LastBoyScout on 26 Jun 2012
In reply to needvert:

Just quickly, the last research conclusion I saw, which was earlier this year - and no, I can't remember where it was - was that any numbness after a long cycle ride was only temporary and the chance of developing ED as a result of cycling was pretty remote.

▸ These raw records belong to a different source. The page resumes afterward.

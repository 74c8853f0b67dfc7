//! GPU textures used as render targets.
//!
//! The renderer owns three kinds: the camera depth buffer, the directional
//! light's shadow map and the HDR colour target the lit pass draws into.

/// A GPU texture with a view and optional sampler.
#[derive(Clone, Debug)]
pub struct Texture {
    #[allow(unused)]
    pub texture: wgpu::Texture,
    pub view: wgpu::TextureView,
    pub sampler: Option<wgpu::Sampler>,
}

impl Texture {
    /// Standard depth buffer texture format (32-bit float).
    pub const DEPTH_FORMAT: wgpu::TextureFormat = wgpu::TextureFormat::Depth32Float;

    /// Format of the lit pass output before tone mapping.
    pub const HDR_FORMAT: wgpu::TextureFormat = wgpu::TextureFormat::Rgba16Float;

    /// Create a depth texture for depth-testing during rendering.
    ///
    /// * `size` is [width, height] of the texture in pixels
    /// * `label` is used as a debug label for the GPU resource
    pub fn create_depth_texture(device: &wgpu::Device, size: [u32; 2], label: &str) -> Self {
        let texture = device.create_texture(&wgpu::TextureDescriptor {
            label: Some(label),
            size: extent(size),
            mip_level_count: 1,
            sample_count: 1,
            dimension: wgpu::TextureDimension::D2,
            format: Self::DEPTH_FORMAT,
            usage: wgpu::TextureUsages::RENDER_ATTACHMENT,
            view_formats: &[],
        });
        let view = texture.create_view(&wgpu::TextureViewDescriptor::default());
        Self {
            texture,
            view,
            sampler: None,
        }
    }

    /// Square depth map sampled with a comparison sampler for shadow lookups.
    pub fn create_shadow_map(device: &wgpu::Device, size: u32) -> Self {
        let texture = device.create_texture(&wgpu::TextureDescriptor {
            label: Some("shadow_map"),
            size: extent([size, size]),
            mip_level_count: 1,
            sample_count: 1,
            dimension: wgpu::TextureDimension::D2,
            format: Self::DEPTH_FORMAT,
            usage: wgpu::TextureUsages::RENDER_ATTACHMENT | wgpu::TextureUsages::TEXTURE_BINDING,
            view_formats: &[],
        });
        let view = texture.create_view(&wgpu::TextureViewDescriptor::default());
        let sampler = Some(device.create_sampler(&wgpu::SamplerDescriptor {
            label: Some("shadow_sampler"),
            address_mode_u: wgpu::AddressMode::ClampToEdge,
            address_mode_v: wgpu::AddressMode::ClampToEdge,
            address_mode_w: wgpu::AddressMode::ClampToEdge,
            mag_filter: wgpu::FilterMode::Linear,
            min_filter: wgpu::FilterMode::Linear,
            mipmap_filter: wgpu::FilterMode::Nearest,
            compare: Some(wgpu::CompareFunction::LessEqual),
            ..Default::default()
        }));
        Self {
            texture,
            view,
            sampler,
        }
    }

    /// Colour target that a later pass samples from.
    pub fn create_color_target(
        device: &wgpu::Device,
        size: [u32; 2],
        format: wgpu::TextureFormat,
        label: &str,
    ) -> Self {
        let texture = device.create_texture(&wgpu::TextureDescriptor {
            label: Some(label),
            size: extent(size),
            mip_level_count: 1,
            sample_count: 1,
            dimension: wgpu::TextureDimension::D2,
            format,
            usage: wgpu::TextureUsages::RENDER_ATTACHMENT | wgpu::TextureUsages::TEXTURE_BINDING,
            view_formats: &[],
        });
        let view = texture.create_view(&wgpu::TextureViewDescriptor::default());
        let sampler = Some(device.create_sampler(&wgpu::SamplerDescriptor {
            label: Some(label),
            address_mode_u: wgpu::AddressMode::ClampToEdge,
            address_mode_v: wgpu::AddressMode::ClampToEdge,
            address_mode_w: wgpu::AddressMode::ClampToEdge,
            mag_filter: wgpu::FilterMode::Linear,
            min_filter: wgpu::FilterMode::Linear,
            mipmap_filter: wgpu::FilterMode::Nearest,
            ..Default::default()
        }));
        Self {
            texture,
            view,
            sampler,
        }
    }
}

fn extent(size: [u32; 2]) -> wgpu::Extent3d {
    wgpu::Extent3d {
        width: size[0].max(1),
        height: size[1].max(1),
        depth_or_array_layers: 1,
    }
}
use levelwalk::{
    data_structures::scene_graph::SceneAsset,
    level::{
        NodeClass, Partition, classify,
        partition::{FLOOR_MARKER, WALL_MARKER, propagate_shadows},
    },
};

use crate::common::test_utils::{NodeDef, asset, full_level};

mod common;

#[test]
fn should_classify_markers_exactly() {
    assert_eq!(classify(".collision__001"), NodeClass::Wall);
    assert_eq!(classify(".floor"), NodeClass::Floor);
    assert_eq!(classify(".collision__002"), NodeClass::Unclassified);
    assert_eq!(classify(".floor2"), NodeClass::Unclassified);
    assert_eq!(classify("floor"), NodeClass::Unclassified);
}

#[test]
fn should_classify_furniture_by_prefix() {
    for name in ["N", "N_chair", "U_shelf", "U2_lamp", "Kitchen"] {
        assert_eq!(classify(name), NodeClass::Furniture, "{}", name);
    }
    for name in ["", "n_chair", "Misc", "Table", "_N"] {
        assert_eq!(classify(name), NodeClass::Unclassified, "{:?}", name);
    }
}

#[test]
fn should_partition_root_children_in_file_order() {
    let level = asset(&[
        NodeDef::cube("U_shelf", [0.5; 3]),
        NodeDef::cube(FLOOR_MARKER, [0.5; 3]),
        NodeDef::cube("Lamp", [0.5; 3]),
        NodeDef::cube(WALL_MARKER, [0.5; 3]),
        NodeDef::cube("K_stool", [0.5; 3]),
    ]);

    let partition = Partition::of(&level);

    assert_eq!(partition.wall, Some(3));
    assert_eq!(partition.floor, Some(1));
    assert_eq!(partition.furniture, vec![0, 4]);
    assert_eq!(partition.unclassified, vec![2]);
    assert_eq!(
        partition.collidable().collect::<Vec<_>>(),
        vec![
            (NodeClass::Wall, 3),
            (NodeClass::Floor, 1),
            (NodeClass::Furniture, 0),
            (NodeClass::Furniture, 4),
        ]
    );
    assert_eq!(partition.class_of(2), NodeClass::Unclassified);
    assert_eq!(partition.class_of(4), NodeClass::Furniture);
}

#[test]
fn should_only_classify_direct_children() {
    let level = asset(&[NodeDef::group("Group")
        .with_child(NodeDef::cube(WALL_MARKER, [1.0; 3]))
        .with_child(NodeDef::cube("N_nested", [1.0; 3]))]);

    let partition = Partition::of(&level);

    assert_eq!(partition.wall, None);
    assert!(partition.furniture.is_empty());
    assert_eq!(partition.unclassified, vec![0]);
}

#[test]
fn should_keep_first_duplicate_marker() {
    let level = asset(&[
        NodeDef::cube(FLOOR_MARKER, [1.0; 3]),
        NodeDef::cube(FLOOR_MARKER, [2.0; 3]),
    ]);

    let partition = Partition::of(&level);

    assert_eq!(partition.floor, Some(0));
    assert_eq!(partition.unclassified, vec![1]);
    assert_eq!(partition.collidable_count(), 1);
}

#[test]
fn should_partition_empty_asset() {
    let partition = Partition::of(&asset(&[]));

    assert_eq!(partition, Partition::default());
    assert_eq!(partition.collidable_count(), 0);
}

fn shadow_flags(asset: &SceneAsset) -> Vec<(String, bool, bool)> {
    let mut flags = Vec::new();
    asset.root.traverse(&mut |node| {
        if node.is_mesh() {
            flags.push((node.name.clone(), node.cast_shadow, node.receive_shadow));
        }
    });
    flags
}

#[test]
fn should_enable_shadows_on_collidable_subtrees_only() {
    let mut specs = full_level();
    specs[2] = specs[2]
        .clone()
        .with_child(NodeDef::cube("leg", [0.05, 0.4, 0.05]));
    let mut level = (*asset(&specs)).clone();

    propagate_shadows(&mut level);

    assert_eq!(
        shadow_flags(&level),
        vec![
            (".collision__001".to_string(), true, true),
            (".floor".to_string(), true, true),
            ("N_table".to_string(), true, true),
            ("leg".to_string(), true, true),
            ("Misc_plant".to_string(), false, false),
        ]
    );
}

#[test]
fn should_propagate_shadows_idempotently() {
    let mut level = (*asset(&full_level())).clone();

    propagate_shadows(&mut level);
    let once = shadow_flags(&level);
    propagate_shadows(&mut level);

    assert_eq!(shadow_flags(&level), once);
}

#[test]
fn should_leave_unclassified_flags_untouched() {
    let mut level = (*asset(&[NodeDef::cube("Misc", [1.0; 3])])).clone();
    level.root.children[0].cast_shadow = true;

    propagate_shadows(&mut level);

    assert_eq!(
        shadow_flags(&level),
        vec![("Misc".to_string(), true, false)]
    );
}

If you get any numbness after riding, then change your saddle/riding position until you don't get it anymore.
Wide_Mouth_Frog - on 26 Jun 2012
In reply to interdit:
> (In reply to needvert)
> [...]
>
> It feels like your twig & berries have fallen off.
> Pissing becomes a strange experience.
>
> [...]
>
> You don't need to look for it.

Twig? Speak for yourself!
interdit - on 26 Jun 2012
In reply to Wide_Mouth_Frog:
> (In reply to interdit)
> [...]
>
> Twig? Speak for yourself!

You protest too much.

http://www.urbandictionary.com/define.php?term=twig%20and%20berries
stonemaster - on 26 Jun 2012
In reply to interdit:
> (In reply to needvert)

> It feels like your twig & berries have fallen off.


Arf!!
Enty - on 26 Jun 2012
In reply to interdit:
> (In reply to needvert)
> [...]
>
> It feels like your twig & berries have fallen off.
> Pissing becomes a strange experience.
>

but the missus thinks you're a porn star cos you can last for 2 and a half hours.

E

woolsack - on 26 Jun 2012
In reply to needvert: You'd need a pretty stout saddle to protect from IED's
needvert on 01 Jul 2012
I do find it curious more aren't concerned!

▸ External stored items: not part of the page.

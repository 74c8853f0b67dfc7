use std::collections::HashMap;

use anyhow::{bail, ensure};
use cgmath::Vector3;
use rapier3d::{
    control::{CharacterAutostep, CharacterLength, KinematicCharacterController},
    na::{self, Isometry3, Translation3, UnitQuaternion},
    prelude::*,
};

use crate::{
    config::PhysicsConfig,
    data_structures::{instance::Instance, scene_graph::Geometry},
    level::{BodyKind, BodySource, PhysicsBodyDescriptor, ShapeApprox},
    physics::{CharacterBody, CharacterMotion, DebugLine, PhysicsBackend},
};

/// Half thickness of the slab standing in for the infinitely thin ground plane.
const GROUND_HALF_THICKNESS: f32 = 0.05;

const FIXED_COLOR: [f32; 4] = [0.1, 0.9, 0.2, 1.0];
const KINEMATIC_COLOR: [f32; 4] = [0.95, 0.8, 0.1, 1.0];

struct Character {
    controller: KinematicCharacterController,
    shape: SharedShape,
}

pub struct RapierWorld {
    gravity: Vector<Real>,
    integration_parameters: IntegrationParameters,
    pipeline: PhysicsPipeline,
    islands: IslandManager,
    broad_phase: DefaultBroadPhase,
    narrow_phase: NarrowPhase,
    bodies: RigidBodySet,
    colliders: ColliderSet,
    impulse_joints: ImpulseJointSet,
    multibody_joints: MultibodyJointSet,
    ccd_solver: CCDSolver,
    query_pipeline: QueryPipeline,
    characters: HashMap<RigidBodyHandle, Character>,
    debug: bool,
}

impl RapierWorld {
    pub fn new(config: &PhysicsConfig) -> Self {
        let [gx, gy, gz] = config.gravity;
        let mut integration_parameters = IntegrationParameters::default();
        integration_parameters.dt = config.timestep;
        Self {
            gravity: vector![gx, gy, gz],
            integration_parameters,
            pipeline: PhysicsPipeline::new(),
            islands: IslandManager::new(),
            broad_phase: DefaultBroadPhase::new(),
            narrow_phase: NarrowPhase::new(),
            bodies: RigidBodySet::new(),
            colliders: ColliderSet::new(),
            impulse_joints: ImpulseJointSet::new(),
            multibody_joints: MultibodyJointSet::new(),
            ccd_solver: CCDSolver::new(),
            query_pipeline: QueryPipeline::new(),
            characters: HashMap::new(),
            debug: false,
        }
    }

    /// Friction of the first collider attached to `handle`.
    pub fn friction(&self, handle: RigidBodyHandle) -> Option<f32> {
        let body = self.bodies.get(handle)?;
        let collider = self.colliders.get(*body.colliders().first()?)?;
        Some(collider.friction())
    }

    pub fn is_fixed(&self, handle: RigidBodyHandle) -> bool {
        self.bodies.get(handle).is_some_and(|body| body.is_fixed())
    }

    fn collider_for(body: &PhysicsBodyDescriptor) -> anyhow::Result<ColliderBuilder> {
        match (body.shape, &body.source) {
            (ShapeApprox::Implicit, BodySource::GroundPlane { size }) => {
                let half = size / 2.0;
                Ok(ColliderBuilder::cuboid(half, GROUND_HALF_THICKNESS, half)
                    .translation(vector![0.0, -GROUND_HALF_THICKNESS, 0.0]))
            }
            (ShapeApprox::Implicit, BodySource::Node(_)) => {
                bail!("{} asks for an implicit shape but has no generated primitive", body.name())
            }
            (ShapeApprox::Hull, _) => {
                let geometry = body.geometry();
                ensure!(!geometry.vertices.is_empty(), "{} has no vertices to build a hull from", body.name());
                let points = to_points(&geometry);
                match ColliderBuilder::convex_hull(&points) {
                    Some(builder) => Ok(builder),
                    None => {
                        log::warn!(
                            "Convex hull for {} is degenerate, using its triangle mesh instead",
                            body.name()
                        );
                        trimesh(body.name(), geometry)
                    }
                }
            }
            (ShapeApprox::Trimesh, _) => trimesh(body.name(), body.geometry()),
        }
    }
}

fn to_points(geometry: &Geometry) -> Vec<Point<Real>> {
    geometry
        .vertices
        .iter()
        .map(|v| point![v[0], v[1], v[2]])
        .collect()
}

fn trimesh(name: &str, geometry: Geometry) -> anyhow::Result<ColliderBuilder> {
    ensure!(!geometry.is_empty(), "{} has no triangles to build a trimesh from", name);
    let points = to_points(&geometry);
    Ok(ColliderBuilder::trimesh(points, geometry.triangles))
}

pub(crate) fn to_isometry(pose: &Instance) -> Isometry3<Real> {
    let q = pose.rotation;
    let rotation = UnitQuaternion::from_quaternion(na::Quaternion::new(q.s, q.v.x, q.v.y, q.v.z));
    Isometry3::from_parts(
        Translation3::new(pose.position.x, pose.position.y, pose.position.z),
        rotation,
    )
}

pub(crate) fn to_instance(iso: &Isometry3<Real>) -> Instance {
    let t = iso.translation.vector;
    let q = iso.rotation;
    Instance {
        position: Vector3::new(t.x, t.y, t.z),
        rotation: cgmath::Quaternion::new(q.w, q.i, q.j, q.k),
        scale: Vector3::new(1.0, 1.0, 1.0),
    }
}

impl PhysicsBackend for RapierWorld {
    type Handle = RigidBodyHandle;

    fn insert_body(&mut self, body: &PhysicsBodyDescriptor) -> anyhow::Result<RigidBodyHandle> {
        let collider = Self::collider_for(body)?;
        let collider = match body.friction {
            Some(friction) => collider.friction(friction),
            None => collider,
        };
        let rigid_body = match body.kind {
            BodyKind::Fixed => RigidBodyBuilder::fixed(),
        }
        .position(to_isometry(&body.pose))
        .build();

        let handle = self.bodies.insert(rigid_body);
        self.colliders
            .insert_with_parent(collider.build(), handle, &mut self.bodies);
        log::debug!("Inserted {:?} body for {} ({:?})", body.group, body.name(), body.shape);
        Ok(handle)
    }

    fn remove_body(&mut self, handle: RigidBodyHandle) {
        self.characters.remove(&handle);
        self.bodies.remove(
            handle,
            &mut self.islands,
            &mut self.colliders,
            &mut self.impulse_joints,
            &mut self.multibody_joints,
            true,
        );
    }

    fn body_pose(&self, handle: RigidBodyHandle) -> Option<Instance> {
        self.bodies.get(handle).map(|body| to_instance(body.position()))
    }

    fn body_count(&self) -> usize {
        self.bodies.len()
    }

    fn insert_character(&mut self, body: &CharacterBody) -> RigidBodyHandle {
        let p = body.position;
        let rigid_body = RigidBodyBuilder::kinematic_position_based()
            .translation(vector![p.x, p.y, p.z])
            .build();
        let handle = self.bodies.insert(rigid_body);
        let collider = ColliderBuilder::capsule_y(body.half_height, body.radius).build();
        self.colliders
            .insert_with_parent(collider, handle, &mut self.bodies);

        let controller = KinematicCharacterController {
            offset: CharacterLength::Absolute(body.float_height),
            snap_to_ground: Some(CharacterLength::Absolute(0.2)),
            autostep: Some(CharacterAutostep {
                max_height: CharacterLength::Absolute(0.3),
                min_width: CharacterLength::Absolute(0.2),
                include_dynamic_bodies: false,
            }),
            ..Default::default()
        };
        self.characters.insert(
            handle,
            Character {
                controller,
                shape: SharedShape::capsule_y(body.half_height, body.radius),
            },
        );
        handle
    }

    fn move_character(
        &mut self,
        handle: RigidBodyHandle,
        desired: Vector3<f32>,
        dt: f32,
    ) -> CharacterMotion {
        let (Some(character), Some(body)) = (self.characters.get(&handle), self.bodies.get(handle))
        else {
            log::warn!("move_character called with unknown handle {:?}", handle);
            return CharacterMotion::default();
        };
        let position = *body.position();
        let movement = character.controller.move_shape(
            dt,
            &self.bodies,
            &self.colliders,
            &self.query_pipeline,
            character.shape.as_ref(),
            &position,
            vector![desired.x, desired.y, desired.z],
            QueryFilter::default().exclude_rigid_body(handle),
            |_| {},
        );
        let next = position.translation.vector + movement.translation;
        if let Some(body) = self.bodies.get_mut(handle) {
            body.set_next_kinematic_translation(next);
        }
        CharacterMotion {
            translation: Vector3::new(
                movement.translation.x,
                movement.translation.y,
                movement.translation.z,
            ),
            grounded: movement.grounded,
        }
    }

    fn step(&mut self, dt: f32) {
        self.integration_parameters.dt = dt;
        self.pipeline.step(
            &self.gravity,
            &self.integration_parameters,
            &mut self.islands,
            &mut self.broad_phase,
            &mut self.narrow_phase,
            &mut self.bodies,
            &mut self.colliders,
            &mut self.impulse_joints,
            &mut self.multibody_joints,
            &mut self.ccd_solver,
            Some(&mut self.query_pipeline),
            &(),
            &(),
        );
    }

    fn set_debug(&mut self, enabled: bool) {
        self.debug = enabled;
    }

    fn debug_enabled(&self) -> bool {
        self.debug
    }

    fn debug_lines(&self) -> Vec<DebugLine> {
        if !self.debug {
            return Vec::new();
        }
        let mut lines = Vec::new();
        for (_, collider) in self.colliders.iter() {
            let color = match collider.parent().and_then(|parent| self.bodies.get(parent)) {
                Some(body) if body.is_kinematic() => KINEMATIC_COLOR,
                _ => FIXED_COLOR,
            };
            let aabb = collider.compute_aabb();
            aabb_lines(
                [aabb.mins.x, aabb.mins.y, aabb.mins.z],
                [aabb.maxs.x, aabb.maxs.y, aabb.maxs.z],
                color,
                &mut lines,
            );
        }
        lines
    }
}

fn aabb_lines(min: [f32; 3], max: [f32; 3], color: [f32; 4], out: &mut Vec<DebugLine>) {
    let corner = |i: usize| {
        [
            if i & 1 == 0 { min[0] } else { max[0] },
            if i & 2 == 0 { min[1] } else { max[1] },
            if i & 4 == 0 { min[2] } else { max[2] },
        ]
    };
    // corners that differ in exactly one bit share an edge
    for a in 0..8usize {
        for bit in [1usize, 2, 4] {
            let b = a | bit;
            if b != a {
                out.push(DebugLine {
                    from: corner(a),
                    to: corner(b),
                    color,
                });
            }
        }
    }
}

Infertility doesn't phase me, but not being able to get it up...That's scary.

Epic Ebdon - on 01 Jul 2012
In reply to needvert:

I'd be interested to see how it stacks up between road cycling and time trialling. I generally get on well with my saddle, except when I stay in the same position for a long time (like when time trialling), when I can get some numbness. It disappears almost immediately if I stand up, sit up, slide forward or backward on he saddle, or generally change position. Just feels a bit like when you wake up lying on your arm and it's gone to sleep.

Tim
ads.ukclimbing.com
mikehike on 01 Jul 2012
In reply to needvert:
I have not read all the above replies and got bored half way through your original post. Having said that im interested because I think you have a point. (sorry)

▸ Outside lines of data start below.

//! glTF/GLB parsing into a [`SceneAsset`].
//!
//! Only geometry, names, node transforms and base colours are read; textures
//! and animations are not part of a level walkthrough. Buffers may live in the
//! GLB binary chunk, in sibling files or in base64 data URIs.

use crate::{
    data_structures::{
        instance::Instance,
        scene_graph::{MeshData, Primitive, SceneAsset, SceneNode},
    },
    error::LoadError,
    resources::source::{AssetSource, sibling},
};

/// Fetches `file_name` from `source` and parses it, including any external buffers.
pub async fn load_scene_gltf(
    source: &dyn AssetSource,
    file_name: &str,
) -> Result<SceneAsset, LoadError> {
    let bytes = source
        .fetch(file_name)
        .await
        .map_err(|e| LoadError::fetch(file_name, format!("{e:#}")))?;
    let gltf = gltf::Gltf::from_slice(&bytes).map_err(|e| LoadError::parse(file_name, e))?;

    // Load buffers
    let mut buffer_data: Vec<Vec<u8>> = Vec::new();
    for buffer in gltf.buffers() {
        let data = match buffer.source() {
            gltf::buffer::Source::Bin => match gltf.blob.as_deref() {
                Some(blob) => blob.to_vec(),
                None => {
                    return Err(LoadError::MissingBuffer {
                        path: file_name.to_string(),
                        index: buffer.index(),
                    });
                }
            },
            gltf::buffer::Source::Uri(uri) if uri.starts_with("data:") => {
                decode_data_uri(file_name, uri)?
            }
            gltf::buffer::Source::Uri(uri) => {
                let uri_path = sibling(file_name, uri);
                source
                    .fetch(&uri_path)
                    .await
                    .map_err(|e| LoadError::fetch(&uri_path, format!("{e:#}")))?
            }
        };
        if data.len() < buffer.length() {
            return Err(LoadError::MissingBuffer {
                path: file_name.to_string(),
                index: buffer.index(),
            });
        }
        buffer_data.push(data);
    }

    Ok(scene_from_document(file_name, &gltf, &buffer_data))
}

/// Decodes a `data:<mime>;base64,<payload>` buffer URI.
fn decode_data_uri(file_name: &str, uri: &str) -> Result<Vec<u8>, LoadError> {
    use base64::Engine as _;

    let (_, payload) = uri
        .split_once(";base64,")
        .ok_or_else(|| LoadError::parse(file_name, "only base64 data URIs are supported"))?;
    base64::engine::general_purpose::STANDARD
        .decode(payload)
        .map_err(|e| LoadError::parse(file_name, e))
}

/// Builds the asset from the default scene (or the first one if none is marked).
pub fn scene_from_document(
    file_name: &str,
    document: &gltf::Document,
    buffers: &[Vec<u8>],
) -> SceneAsset {
    let scene = document.default_scene().or_else(|| document.scenes().next());
    let mut root = SceneNode::new(scene.as_ref().and_then(|s| s.name()).unwrap_or("Scene"));
    match scene {
        Some(scene) => {
            for node in scene.nodes() {
                root.children.push(to_scene_node(node, buffers));
            }
        }
        None => log::warn!("{} contains no scene, the level will be empty", file_name),
    }
    SceneAsset::new(file_name, root)
}

fn to_scene_node(node: gltf::Node, buffers: &[Vec<u8>]) -> SceneNode {
    let mut scene_node = SceneNode::new(node.name().unwrap_or_default())
        .with_transform(Instance::from_decomposed(node.transform().decomposed()));

    if let Some(mesh) = node.mesh() {
        let primitives = mesh
            .primitives()
            .filter_map(|primitive| read_primitive(&primitive, buffers))
            .collect::<Vec<_>>();
        if primitives.is_empty() {
            log::warn!(
                "Mesh {:?} on node {:?} has no triangle primitives",
                mesh.name(),
                node.name()
            );
        } else {
            scene_node.mesh = Some(MeshData {
                name: mesh.name().unwrap_or("unknown_mesh").to_string(),
                primitives,
            });
        }
    }

    for child in node.children() {
        scene_node.children.push(to_scene_node(child, buffers));
    }
    scene_node
}

fn read_primitive(primitive: &gltf::Primitive, buffers: &[Vec<u8>]) -> Option<Primitive> {
    if primitive.mode() != gltf::mesh::Mode::Triangles {
        log::warn!(
            "Skipping primitive {} with unsupported mode {:?}",
            primitive.index(),
            primitive.mode()
        );
        return None;
    }
    let reader = primitive.reader(|buffer| buffers.get(buffer.index()).map(Vec::as_slice));

    let positions: Vec<[f32; 3]> = match reader.read_positions() {
        Some(positions) => positions.collect(),
        None => {
            log::warn!("Skipping primitive {} without positions", primitive.index());
            return None;
        }
    };
    let indices: Vec<u32> = reader
        .read_indices()
        .map(|indices| indices.into_u32().collect())
        .unwrap_or_else(|| (0..positions.len() as u32).collect());
    let normals: Vec<[f32; 3]> = match reader.read_normals() {
        Some(normals) => normals.collect(),
        None => smooth_normals(&positions, &indices),
    };
    let base_color = primitive
        .material()
        .pbr_metallic_roughness()
        .base_color_factor();

    Some(Primitive {
        positions,
        normals,
        indices,
        base_color,
    })
}

/// Area-weighted vertex normals for meshes exported without them.
pub fn smooth_normals(positions: &[[f32; 3]], indices: &[u32]) -> Vec<[f32; 3]> {
    use cgmath::InnerSpace;

    let mut normals = vec![cgmath::Vector3::new(0.0f32, 0.0, 0.0); positions.len()];
    for tri in indices.chunks_exact(3) {
        let [a, b, c] = [tri[0] as usize, tri[1] as usize, tri[2] as usize];
        if a >= positions.len() || b >= positions.len() || c >= positions.len() {
            continue;
        }
        let pa: cgmath::Vector3<f32> = positions[a].into();
        let pb: cgmath::Vector3<f32> = positions[b].into();
        let pc: cgmath::Vector3<f32> = positions[c].into();
        let face = (pb - pa).cross(pc - pa);
        normals[a] += face;
        normals[b] += face;
        normals[c] += face;
    }
    normals
        .into_iter()
        .map(|n| {
            if n.magnitude2() > f32::EPSILON {
                n.normalize().into()
            } else {
                [0.0, 1.0, 0.0]
            }
        })
        .collect()
}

When I was younger I had the numbness from riding on road and mountain bike. Cant be sure, but probably walked around with a Hard On for most of my teens years, not linking the two just thinking that's what you did.

After years lay off cycling I've retuned to the same saddle to find the numbness back and resulting Hard On, eek im now classed as a 45 year old pervert.

So I went out and purchased a specialised saddle with the channel and bingo no more Bonna.

Health
MH
Trangia - on 01 Jul 2012
In reply to needvert:

It does put pressure on the prostate gland and a man having PSA tests to detect prostate cancer is advised not to cycle within 48 hours prior to having the test as it can raise the PSA level.
nowler - on 01 Jul 2012
In reply to needvert:

if you still have the energy for sex, then you're not riding hard enough!
lost1977 - on 01 Jul 2012
the nearest i get to numbness is a cold and slightly shrunken cock for maybe 15 mins after riding hard, but i get this with any form of intense cardio its simply down to your body prioritising oxygenated blood to the muscles being used
ClayClay - on 01 Jul 2012
In reply to needvert:
I've never had ED, but it once went so numb I didn't know that I had an 'E', and pissing was weird (as mentioned above). Haven't taken the road bike out much since because that scared me somewhat. I'm following this thread now to see if anyone comes up with any saddle recommendations that might get me back on the road bike!